1. **`Status` Dataclass:** We define a `Status` dataclass to hold the `complete` and `incomplete` lists as a single object.
2. **`get_status` Function:** This function now returns a `Status` object. Because it does not have a `mapspec` it will only run once.
3. **`get_incomplete` and `get_complete` Functions:** These helper functions extract the individual lists from the `Status` object.
4. **`load_complete` and `run_incomplete` Functions:** These functions can now use `mapspec` to iterate over the `complete` and `incomplete` lists, respectively.
5. **`combine` Function:** This function now takes `completed` and `executed` and combines them with the `complete` list.

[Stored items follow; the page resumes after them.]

//! Resolution of the path between two chains: reuse of a recorded path, or
//! creation of the clients, connection and channel making up a new one.

use core::fmt::{Display, Error as FmtError, Formatter};
use core::time::Duration;
use std::sync::Arc;

use tracing::{debug, error_span, info};

use ibc_relay_types::core::ics04_channel::channel::Order;
use ibc_relay_types::core::ics04_channel::version::Version;
use ibc_relay_types::core::ics24_host::identifier::PortId;

use crate::chain::handle::ChainHandle;
use crate::channel::Channel;
use crate::config::RelayConfig;
use crate::connection::{handshake_retry, Connection};
use crate::foreign_client::ForeignClient;
use crate::observer::{HandshakeStep, RelayObserver};
use crate::registry::{PathKey, PathRecord, PathSide, PathStore};

mod error;
pub use error::{HandshakeError, HandshakeErrorDetail};

/// What the path between the two chains must look like.
#[derive(Clone, Debug, PartialEq, Eq)]
pub struct ConnectOptions {
    pub ordering: Order,
    pub a_port: PortId,
    pub b_port: PortId,
    pub a_version: Version,
    pub b_version: Version,
    pub connection_delay: Duration,
}

impl ConnectOptions {
    pub fn from_config(config: &RelayConfig) -> Self {
        Self {
            ordering: config.ordering,
            a_port: config.source_port.clone(),
            b_port: config.target_port.clone(),
            a_version: config.source_version.clone(),
            b_version: config.target_version.clone(),
            connection_delay: Duration::ZERO,
        }
    }

    pub fn with_ordering(self, ordering: Order) -> Self {
        Self { ordering, ..self }
    }

    pub fn with_version(self, version: Version) -> Self {
        Self {
            a_version: version.clone(),
            b_version: version,
            ..self
        }
    }

    /// Whether `record` describes a path with the requested ports, ordering
    /// and version.
    fn matches(&self, record: &PathRecord) -> bool {
        record.ordering == self.ordering
            && record.version == self.a_version
            && record.a_side.port_id == self.a_port
            && record.b_side.port_id == self.b_port
    }
}

impl Default for ConnectOptions {
    fn default() -> Self {
        Self::from_config(&RelayConfig::default())
    }
}

/// An established path between two chains.
#[derive(Clone, Debug, PartialEq, Eq)]
pub struct PathHandle {
    /// `<chain a>-<chain b>`
    pub path_id: String,
    pub record: PathRecord,
    /// Whether the path was found in the registry rather than created.
    pub reused: bool,
}

impl Display for PathHandle {
    fn fmt(&self, f: &mut Formatter<'_>) -> Result<(), FmtError> {
        write!(f, "{} [{}]", self.path_id, self.record)
    }
}

pub struct HandshakeCoordinator {
    registry: Arc<dyn PathStore>,
    observer: Arc<dyn RelayObserver>,
}

impl HandshakeCoordinator {
    pub fn new(registry: Arc<dyn PathStore>, observer: Arc<dyn RelayObserver>) -> Self {
        Self { registry, observer }
    }

    pub fn registry(&self) -> &Arc<dyn PathStore> {
        &self.registry
    }

    /// Returns an open path between `a_chain` and `b_chain` matching `options`.
    ///
    /// A recorded path whose channel is still open on both chains is returned
    /// as is, without submitting anything. Otherwise clients, a connection and
    /// a channel are created, and the new path is recorded before returning.
    pub fn connect<ChainA: ChainHandle, ChainB: ChainHandle>(
        &self,
        a_chain: &ChainA,
        b_chain: &ChainB,
        options: &ConnectOptions,
    ) -> Result<PathHandle, HandshakeError> {
        let path_id = format!("{}-{}", a_chain.id(), b_chain.id());

        let _span = error_span!("handshake", path = %path_id).entered();

        if options.a_version != options.b_version {
            return Err(HandshakeError::version_mismatch(
                options.a_version.clone(),
                options.b_version.clone(),
            ));
        }

        if let Some(record) = self.find_open_path(a_chain, b_chain, options)? {
            info!(path = %record, "reusing established path");
            self.observer
                .on_handshake_step(&path_id, &HandshakeStep::PathReused);

            return Ok(PathHandle {
                path_id,
                record,
                reused: true,
            });
        }

        let record = self.build_path(&path_id, a_chain, b_chain, options)?;

        self.registry
            .save(&record.key(), &record)
            .map_err(HandshakeError::registry)?;

        self.observer
            .on_handshake_step(&path_id, &HandshakeStep::PathSaved);

        info!(path = %record, "🥂 path established");

        Ok(PathHandle {
            path_id,
            record,
            reused: false,
        })
    }

    /// Looks the path up under both orientations, and keeps it only if it
    /// matches the options and its channel is open on both chains.
    fn find_open_path<ChainA: ChainHandle, ChainB: ChainHandle>(
        &self,
        a_chain: &ChainA,
        b_chain: &ChainB,
        options: &ConnectOptions,
    ) -> Result<Option<PathRecord>, HandshakeError> {
        let key = PathKey::new(a_chain.id(), b_chain.id(), options.a_port.clone());

        let record = match self.registry.lookup(&key).map_err(HandshakeError::registry)? {
            Some(record) => Some(record),
            None => self
                .registry
                .lookup(&key.reversed(options.b_port.clone()))
                .map_err(HandshakeError::registry)?
                .map(|record| record.flipped()),
        };

        let Some(record) = record else {
            debug!(%key, "no recorded path");
            return Ok(None);
        };

        if !options.matches(&record) {
            debug!(path = %record, "recorded path does not match the requested options, ignoring it");
            return Ok(None);
        }

        let open = Channel::restore_from_state(
            a_chain.clone(),
            b_chain.clone(),
            record.a_side.port_id.clone(),
            record.a_side.channel_id.clone(),
        )
        .and_then(|channel| {
            let same_counterparty = channel.dst_channel_id() == Some(&record.b_side.channel_id);
            Ok(same_counterparty && channel.is_open()?)
        });

        match open {
            Ok(true) => Ok(Some(record)),
            Ok(false) => {
                debug!(path = %record, "recorded path is not open anymore, ignoring it");
                Ok(None)
            }
            Err(e) if e.is_connectivity() => Err(HandshakeError::channel(e)),
            Err(e) => {
                debug!(path = %record, "recorded path cannot be restored, ignoring it: {e}");
                Ok(None)
            }
        }
    }

    fn build_path<ChainA: ChainHandle, ChainB: ChainHandle>(
        &self,
        path_id: &str,
        a_chain: &ChainA,
        b_chain: &ChainB,
        options: &ConnectOptions,
    ) -> Result<PathRecord, HandshakeError> {
        let max_block_time = max_block_time(a_chain, b_chain)?;

        let b_to_a_client = create_client(a_chain, b_chain, max_block_time)?;
        let a_to_b_client = create_client(b_chain, a_chain, max_block_time)?;

        self.observer
            .on_handshake_step(path_id, &HandshakeStep::ClientsCreated);

        let connection = Connection::new(b_to_a_client, a_to_b_client, options.connection_delay)
            .map_err(HandshakeError::connection)?;

        self.observer
            .on_handshake_step(path_id, &HandshakeStep::ConnectionOpen);

        let channel = Channel::new(
            connection,
            options.ordering,
            options.a_port.clone(),
            options.b_port.clone(),
            options.a_version.clone(),
        )
        .map_err(HandshakeError::channel)?;

        self.observer
            .on_handshake_step(path_id, &HandshakeStep::ChannelOpen);

        let a_channel_id = channel
            .src_channel_id()
            .cloned()
            .ok_or_else(|| HandshakeError::missing_identifier("a channel id on chain a".into()))?;

        let b_channel_id = channel
            .dst_channel_id()
            .cloned()
            .ok_or_else(|| HandshakeError::missing_identifier("a channel id on chain b".into()))?;

        Ok(PathRecord {
            a_side: PathSide {
                chain_id: a_chain.id(),
                client_id: channel.src_client_id().clone(),
                connection_id: channel.src_connection_id().clone(),
                port_id: channel.src_port_id().clone(),
                channel_id: a_channel_id,
            },
            b_side: PathSide {
                chain_id: b_chain.id(),
                client_id: channel.dst_client_id().clone(),
                connection_id: channel.dst_connection_id().clone(),
                port_id: channel.dst_port_id().clone(),
                channel_id: b_channel_id,
            },
            ordering: options.ordering,
            version: channel
                .src_version()
                .cloned()
                .unwrap_or_else(|| options.a_version.clone()),
        })
    }
}

fn max_block_time<ChainA: ChainHandle, ChainB: ChainHandle>(
    a_chain: &ChainA,
    b_chain: &ChainB,
) -> Result<Duration, HandshakeError> {
    let a_config = a_chain
        .config()
        .map_err(|e| HandshakeError::relayer(a_chain.id(), e))?;
    let b_config = b_chain
        .config()
        .map_err(|e| HandshakeError::relayer(b_chain.id(), e))?;

    Ok(a_config.max_block_time.max(b_config.max_block_time))
}

/// Creates a client of `src_chain` on `dst_chain`, retrying through
/// connectivity failures.
fn create_client<DstChain: ChainHandle, SrcChain: ChainHandle>(
    dst_chain: &DstChain,
    src_chain: &SrcChain,
    max_block_time: Duration,
) -> Result<ForeignClient<DstChain, SrcChain>, HandshakeError> {
    handshake_retry::retry_step(
        max_block_time,
        || {
            ForeignClient::new(dst_chain.clone(), src_chain.clone())
                .map_err(|e| HandshakeError::client(dst_chain.id(), e))
        },
        HandshakeError::is_connectivity,
        |e| {
            HandshakeError::max_retry(
                format!("create client of {} on {}", src_chain.id(), dst_chain.id()),
                e.tries,
                e.total_delay,
                e.error.to_string(),
            )
        },
    )
}

#[cfg(test)]
mod tests {
    use super::*;

    use test_log::test;

    use crate::registry::tests::record;

    #[test]
    fn default_options() {
        let options = ConnectOptions::default();

        assert_eq!(options.ordering, Order::Unordered);
        assert_eq!(options.a_port, PortId::transfer());
        assert_eq!(options.b_port, PortId::transfer());
        assert_eq!(options.a_version, Version::ics20());
        assert_eq!(options.b_version, Version::ics20());
    }

    #[test]
    fn options_match_records() {
        let record = record("ibc-0", "ibc-1", 0);
        let options = ConnectOptions::default();

        assert!(options.matches(&record));
        assert!(!options.clone().with_ordering(Order::Ordered).matches(&record));
        assert!(!options
            .with_version(Version::new("ics20-2".to_string()))
            .matches(&record));
    }
}
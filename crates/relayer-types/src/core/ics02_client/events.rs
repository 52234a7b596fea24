//! Types for the IBC events emitted by the client module.

use core::fmt::{Display, Error as FmtError, Formatter};

use serde_derive::{Deserialize, Serialize};

use crate::core::ics02_client::client_type::ClientType;
use crate::core::ics24_host::identifier::ClientId;
use crate::Height;

#[derive(Clone, Debug, PartialEq, Eq, Serialize, Deserialize)]
pub struct Attributes {
    pub client_id: ClientId,
    pub client_type: ClientType,
    pub consensus_height: Height,
}

impl Display for Attributes {
    fn fmt(&self, f: &mut Formatter<'_>) -> Result<(), FmtError> {
        write!(
            f,
            "Attributes {{ client_id: {}, client_type: {}, consensus_height: {} }}",
            self.client_id, self.client_type, self.consensus_height
        )
    }
}

/// CreateClient event signals the creation of a new on-chain client (IBC client).
#[derive(Clone, Debug, PartialEq, Eq, Serialize, Deserialize)]
pub struct CreateClient(pub Attributes);

impl CreateClient {
    pub fn client_id(&self) -> &ClientId {
        &self.0.client_id
    }
}

impl Display for CreateClient {
    fn fmt(&self, f: &mut Formatter<'_>) -> Result<(), FmtError> {
        write!(f, "{}", self.0)
    }
}

/// UpdateClient event signals a recent update of an on-chain client (IBC Client).
#[derive(Clone, Debug, PartialEq, Eq, Serialize, Deserialize)]
pub struct UpdateClient {
    pub common: Attributes,
}

impl UpdateClient {
    pub fn client_id(&self) -> &ClientId {
        &self.common.client_id
    }

    pub fn consensus_height(&self) -> Height {
        self.common.consensus_height
    }
}

impl Display for UpdateClient {
    fn fmt(&self, f: &mut Formatter<'_>) -> Result<(), FmtError> {
        write!(f, "{}", self.common)
    }
}
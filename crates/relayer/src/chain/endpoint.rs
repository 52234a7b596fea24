use serde::{Deserialize, Serialize};

use ibc_relay_types::applications::transfer::coin::Coin;
use ibc_relay_types::core::ics02_client::client_state::ClientState;
use ibc_relay_types::core::ics02_client::consensus_state::ConsensusState;
use ibc_relay_types::core::ics02_client::header::Header;
use ibc_relay_types::core::ics03_connection::connection::ConnectionEnd;
use ibc_relay_types::core::ics04_channel::channel::ChannelEnd;
use ibc_relay_types::core::ics04_channel::packet::{PacketMsgType, Sequence};
use ibc_relay_types::core::ics23_commitment::commitment::CommitmentProofBytes;
use ibc_relay_types::core::ics24_host::identifier::{ChainId, ChannelId, ConnectionId, PortId};
use ibc_relay_types::proofs::{ProofError, Proofs};
use ibc_relay_types::signer::Signer;
use ibc_relay_types::timestamp::Timestamp;
use ibc_relay_types::Height;

use crate::account::derive_signer;
use crate::chain::handle::AccountLocks;
use crate::chain::requests::*;
use crate::chain::tracking::TrackedMsgs;
use crate::config::ChainConfig;
use crate::error::Error;
use crate::event::IbcEventWithHeight;

/// The latest committed block of a chain.
#[derive(Clone, Copy, Debug, PartialEq, Eq, Serialize, Deserialize)]
pub struct ChainStatus {
    pub height: Height,
    pub timestamp: Timestamp,
}

/// Resolves the RPC address of a chain configuration into a live endpoint.
pub trait Connector {
    type Endpoint: ChainEndpoint + Send + 'static;

    fn connect(&self, config: &ChainConfig) -> Result<Self::Endpoint, Error>;

    /// The submission locks shared by every runtime spawned through this connector.
    fn account_locks(&self) -> &AccountLocks;
}

/// Defines a blockchain as understood by the relayer
pub trait ChainEndpoint: Sized {
    /// Returns the chain's identifier
    fn id(&self) -> &ChainId;

    /// Returns the chain configuration
    fn config(&self) -> &ChainConfig;

    /// Shutdown the chain runtime
    fn shutdown(self) -> Result<(), Error>;

    /// Checks that the node is reachable and serves the configured chain.
    fn health_check(&self) -> Result<(), Error>;

    /// The address the relayer signs transactions with on this chain.
    fn get_signer(&self) -> Result<Signer, Error> {
        let config = self.config();
        derive_signer(&config.account, &config.address_prefix)
    }

    /// Sends one or more transactions with `msgs` to chain and waits for
    /// them to be committed. Returns one event per message: the event
    /// emitted by the message, or a [`ChainError`] event when the chain
    /// rejected it.
    ///
    /// [`ChainError`]: ibc_relay_types::events::ChainError
    fn send_messages_and_wait_commit(
        &mut self,
        tracked_msgs: TrackedMsgs,
    ) -> Result<Vec<IbcEventWithHeight>, Error>;

    /// Query the latest height and timestamp the application is at
    fn query_application_status(&self) -> Result<ChainStatus, Error>;

    /// Query the balances of the given address.
    fn query_balance(&self, address: &Signer) -> Result<Vec<Coin>, Error>;

    /// Builds the client state a counterparty uses to track this chain from `height`.
    fn build_client_state(&self, height: Height) -> Result<ClientState, Error>;

    fn build_consensus_state(&self, height: Height) -> Result<ConsensusState, Error>;

    /// Builds a header of this chain at `target_height`, verifiable against
    /// the consensus state a client of this chain stores at `trusted_height`.
    fn build_header(&self, trusted_height: Height, target_height: Height)
        -> Result<Header, Error>;

    /// Performs a query to retrieve the state of the specified light client. A
    /// proof can optionally be returned along with the result.
    fn query_client_state(
        &self,
        request: QueryClientStateRequest,
        include_proof: IncludeProof,
    ) -> Result<(ClientState, Option<CommitmentProofBytes>), Error>;

    /// Performs a query to retrieve the consensus state for a specified height
    /// `consensus_height` that the specified light client stores.
    fn query_consensus_state(
        &self,
        request: QueryConsensusStateRequest,
        include_proof: IncludeProof,
    ) -> Result<(ConsensusState, Option<CommitmentProofBytes>), Error>;

    /// Heights of all the consensus states stored by a client, in ascending order.
    fn query_consensus_state_heights(
        &self,
        request: QueryConsensusStateHeightsRequest,
    ) -> Result<Vec<Height>, Error>;

    /// Performs a query to retrieve the connection associated with a given
    /// connection identifier. A proof can optionally be returned along with the
    /// result.
    fn query_connection(
        &self,
        request: QueryConnectionRequest,
        include_proof: IncludeProof,
    ) -> Result<(ConnectionEnd, Option<CommitmentProofBytes>), Error>;

    /// Performs a query to retrieve the channel associated with a given channel
    /// identifier. A proof can optionally be returned along with the result.
    fn query_channel(
        &self,
        request: QueryChannelRequest,
        include_proof: IncludeProof,
    ) -> Result<(ChannelEnd, Option<CommitmentProofBytes>), Error>;

    /// Performs a query to retrieve a stored packet commitment hash, stored on
    /// the chain at path `path::CommitmentsPath`. A proof can optionally be
    /// returned along with the result.
    fn query_packet_commitment(
        &self,
        request: QueryPacketCommitmentRequest,
        include_proof: IncludeProof,
    ) -> Result<(Vec<u8>, Option<CommitmentProofBytes>), Error>;

    /// Performs a query to retrieve all the packet commitments hashes
    /// associated with a channel. Returns the corresponding packet sequence
    /// numbers and the height at which they were retrieved.
    fn query_packet_commitments(
        &self,
        request: QueryPacketCommitmentsRequest,
    ) -> Result<(Vec<Sequence>, Height), Error>;

    /// Performs a query to retrieve a given packet receipt, stored on the chain at path
    /// `path::ReceiptsPath`. A proof can optionally be returned along with the result.
    /// An absent receipt yields empty bytes, and the proof then attests to its absence.
    fn query_packet_receipt(
        &self,
        request: QueryPacketReceiptRequest,
        include_proof: IncludeProof,
    ) -> Result<(Vec<u8>, Option<CommitmentProofBytes>), Error>;

    /// Performs a query about which IBC packets in the specified list has not
    /// been received. Returns the sequence numbers of the packets that were not
    /// received.
    fn query_unreceived_packets(
        &self,
        request: QueryUnreceivedPacketsRequest,
    ) -> Result<Vec<Sequence>, Error>;

    /// Performs a query to retrieve a stored packet acknowledgement hash,
    /// stored on the chain at path `path::AcksPath`. A proof can optionally be
    /// returned along with the result.
    fn query_packet_acknowledgement(
        &self,
        request: QueryPacketAcknowledgementRequest,
        include_proof: IncludeProof,
    ) -> Result<(Vec<u8>, Option<CommitmentProofBytes>), Error>;

    /// Performs a query to retrieve `nextSequenceRecv` stored at path
    /// `path::SeqRecvsPath` as defined in ICS-4. A proof can optionally be
    /// returned along with the result.
    fn query_next_sequence_receive(
        &self,
        request: QueryNextSequenceReceiveRequest,
        include_proof: IncludeProof,
    ) -> Result<(Sequence, Option<CommitmentProofBytes>), Error>;

    /// Retrieves the packet events of the requested type emitted by this chain.
    fn query_packet_events(
        &self,
        request: QueryPacketEventDataRequest,
    ) -> Result<Vec<IbcEventWithHeight>, Error>;

    /// Builds the proof of the connection end `connection_id` at `height`.
    fn build_connection_proofs(
        &self,
        connection_id: &ConnectionId,
        height: Height,
    ) -> Result<Proofs, Error> {
        let (_, maybe_proof) = self.query_connection(
            QueryConnectionRequest {
                connection_id: connection_id.clone(),
                height: QueryHeight::Specific(height),
            },
            IncludeProof::Yes,
        )?;

        into_proofs(maybe_proof, height)
    }

    /// Builds the proof of the channel end `port_id`/`channel_id` at `height`.
    fn build_channel_proofs(
        &self,
        port_id: &PortId,
        channel_id: &ChannelId,
        height: Height,
    ) -> Result<Proofs, Error> {
        let (_, maybe_proof) = self.query_channel(
            QueryChannelRequest {
                port_id: port_id.clone(),
                channel_id: channel_id.clone(),
                height: QueryHeight::Specific(height),
            },
            IncludeProof::Yes,
        )?;

        into_proofs(maybe_proof, height)
    }

    /// Builds the required proofs and the client state for packet messages.
    ///
    /// Returns the proven bytes together with the proofs: the commitment
    /// for `Recv`, the acknowledgement commitment for `Ack`, the receipt
    /// (empty when absent) for `TimeoutUnordered` and the JSON encoded
    /// next receive sequence for `TimeoutOrdered`.
    fn build_packet_proofs(
        &self,
        packet_type: PacketMsgType,
        port_id: PortId,
        channel_id: ChannelId,
        sequence: Sequence,
        height: Height,
    ) -> Result<(Vec<u8>, Proofs), Error> {
        let query_height = QueryHeight::Specific(height);

        let (bytes, maybe_proof) = match packet_type {
            PacketMsgType::Recv => self.query_packet_commitment(
                QueryPacketCommitmentRequest {
                    port_id,
                    channel_id,
                    sequence,
                    height: query_height,
                },
                IncludeProof::Yes,
            )?,
            PacketMsgType::Ack => self.query_packet_acknowledgement(
                QueryPacketAcknowledgementRequest {
                    port_id,
                    channel_id,
                    sequence,
                    height: query_height,
                },
                IncludeProof::Yes,
            )?,
            PacketMsgType::TimeoutUnordered => self.query_packet_receipt(
                QueryPacketReceiptRequest {
                    port_id,
                    channel_id,
                    sequence,
                    height: query_height,
                },
                IncludeProof::Yes,
            )?,
            PacketMsgType::TimeoutOrdered => {
                let (next_sequence_recv, maybe_proof) = self.query_next_sequence_receive(
                    QueryNextSequenceReceiveRequest {
                        port_id,
                        channel_id,
                        height: query_height,
                    },
                    IncludeProof::Yes,
                )?;

                let bytes = serde_json::to_vec(&next_sequence_recv).map_err(Error::decode)?;
                (bytes, maybe_proof)
            }
        };

        let proofs = into_proofs(maybe_proof, height)?;

        Ok((bytes, proofs))
    }
}

fn into_proofs(maybe_proof: Option<CommitmentProofBytes>, height: Height) -> Result<Proofs, Error> {
    let proof = maybe_proof.ok_or_else(|| Error::malformed_proof(ProofError::empty_proof()))?;

    Proofs::new(proof, height).map_err(Error::malformed_proof)
}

6. **`pipeline.map`:** We call `pipeline.map` as before, but now we only need to specify the `internal_shapes` of the lists, not the shape of the status. The `internal_shapes` argument is only needed when you return a list, and it cannot be inferred from the inputs.

This pattern provides a clean and manageable way to work with functions that logically produce multiple outputs of varying shapes within the current capabilities of `pipefunc`.